I’m suffering from post-abortion stress...

By anonymous on 04/01/2009
I’m suffering from post-abortion stress. Hello all, I don't know if this is worth you reading. I can't say anything that others have not already expressed. But I feel it would help me to explain my story.

I am 22. I am in a stable relationship of seven months. This is how I found out that I was pregnant: I realised that I was five days overdue. I picked up a pregnancy test at Boots in town with my partner. I was very anxious to find my result out so I went to a public loo to do my test, half expecting everything would be normal. It was positive. I had to go back out and tell my partner who was completely shocked. I remember sitting there, trying to drink my cup of tea and not make a scene in public, tears everywhere.
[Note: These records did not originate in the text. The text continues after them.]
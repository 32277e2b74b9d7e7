use thiserror::Error;

#[derive(Debug, Error)]
pub enum AppendError {
    #[error("at least 2 files are required, got {0}")]
    NotEnoughFiles(usize),
}

/// Merges delimited text files into one.
///
/// The first file keeps all of its lines; every later file drops its first
/// line unconditionally, on the assumption that it is a header. A later
/// file without a header therefore loses its first data line; that is the
/// documented behavior, not something this function tries to detect. Blank
/// lines are dropped everywhere. No schema or column-count validation
/// happens here; that is the caller's concern.
pub fn append_contents<S: AsRef<str>>(contents: &[S]) -> Result<String, AppendError> {
    if contents.len() < 2 {
        return Err(AppendError::NotEnoughFiles(contents.len()));
    }

    let mut out: Vec<&str> = Vec::new();
    for (index, content) in contents.iter().enumerate() {
        let lines = content
            .as_ref()
            .lines()
            .filter(|line| !line.trim().is_empty());
        let skip = if index == 0 { 0 } else { 1 };
        out.extend(lines.skip(skip));
    }

    Ok(out.join("\n"))
}

#[cfg(test)]
mod tests {
    use super::*;

    #[test]
    fn test_append_drops_later_headers() {
        let file_a = "H1|H2\na1|a2\na3|a4\n";
        let file_b = "H1|H2\nb1|b2\nb3|b4\n";

        let merged = append_contents(&[file_a, file_b]).unwrap();
        let lines: Vec<&str> = merged.lines().collect();
        // 3 lines from the first file, 2 from the second (header dropped).
        assert_eq!(lines.len(), 5);
        assert_eq!(lines[0], "H1|H2");
        assert_eq!(lines[3], "b1|b2");
    }

    #[test]
    fn test_append_requires_two_files() {
        let err = append_contents(&["only one"]).unwrap_err();
        assert!(matches!(err, AppendError::NotEnoughFiles(1)));
        assert!(matches!(
            append_contents::<&str>(&[]).unwrap_err(),
            AppendError::NotEnoughFiles(0)
        ));
    }

    #[test]
    fn test_append_skips_blank_lines() {
        let file_a = "H\n\na\n   \nb\n";
        let file_b = "H\n\nc\n";
        let merged = append_contents(&[file_a, file_b]).unwrap();
        assert_eq!(merged, "H\na\nb\nc");
    }

    #[test]
    fn test_append_preserves_input_order() {
        let merged = append_contents(&["H\n1", "H\n2", "H\n3"]).unwrap();
        assert_eq!(merged, "H\n1\n2\n3");
    }

    #[test]
    fn test_headerless_later_file_loses_first_line() {
        // Documented behavior: the first line goes even if it is data.
        let merged = append_contents(&["H\na", "b\nc"]).unwrap();
        assert_eq!(merged, "H\na\nc");
    }
}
I waited a few days before ringing my parents. My Mum was not that shocked as strangely she said she had had a dream about me with a baby a few weeks earlier. Telling my Dad was harder. I think it really hits Dads hard when they realise that their daughter is no longer a little girl. I took a week off work to think things over. My partner came down from Uni in London, where he also lives, to be with me. I spent a week of flipping between wanting to keep him and wanting to be free of 'it'. I even told all my friends and dropped out of a part time course, I was that serious about keeping him. I say 'him' as a gut feeling, I never actually knew the sex.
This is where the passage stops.